The @func_decl mechanism works hand-in-hand with method introspection. Here we define an interface type that declares three member functions. This type, my_interface_t might never be instantiated; it rather serves as a contract with my_base_t, which is a type with the same methods as virtual functions.

We meta for over the methods like we would non-static data members or enumerators, and use @func_decl on the @method_type and @method_name to declare the pure virtual function. Use virtual to set the function as a virtual function (since that's not part of the function type) and = 0 to make it a pure/abstract function (that's not part of the type, either).
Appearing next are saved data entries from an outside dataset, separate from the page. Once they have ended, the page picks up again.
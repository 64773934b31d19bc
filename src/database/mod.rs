pub mod manager;
pub mod memory;
pub mod models;
pub mod postgres;
pub mod store;

pub use manager::{DatabaseError, DatabaseManager};
pub use memory::MemoryStore;
pub use postgres::PgStore;
pub use store::{AccountStore, AccountUpdateOutcome, HistoryStore, Store, StoreError};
Injecting a pointer-to-member function type creates a non-static member function. The record type in the pointer-to-member is ignored, which makes it easy to introspect from an interface and inject into another class. In the example abvoe, method pointers to my_interface_t are used to inject declarations for my_base_t.

Type erasure with Circle

My implementation of type erasure differs from Sy Brand's in a couple of ways:

  1. A compiler-generated virtual table on model_t is used rather than a manually-constructed one. This means that model_t is only 8 bytes for the vptr, rather than 8 bytes per function in the interface, plus storage for additional pointers for copy/move construction. C++ provided virtual table construction (at a considerable cost to the compiler vendor), so it's good sense to use that mechanism rather than roll our own.
  2. There's no special move_clone_ support in model_t. If you want to move, just std::move the var_t object itself; this will move-assign/move-construct the unique_ptr that holds the storage for the var.
  3. Sy Brand's wrapper class is called "storage". I call it var_t to emphasize that it is similar to polymorphic var types in javascript and other dynamic languages. "storage" sounds like an implementation detail, whereas "var" sounds like a user-facing class.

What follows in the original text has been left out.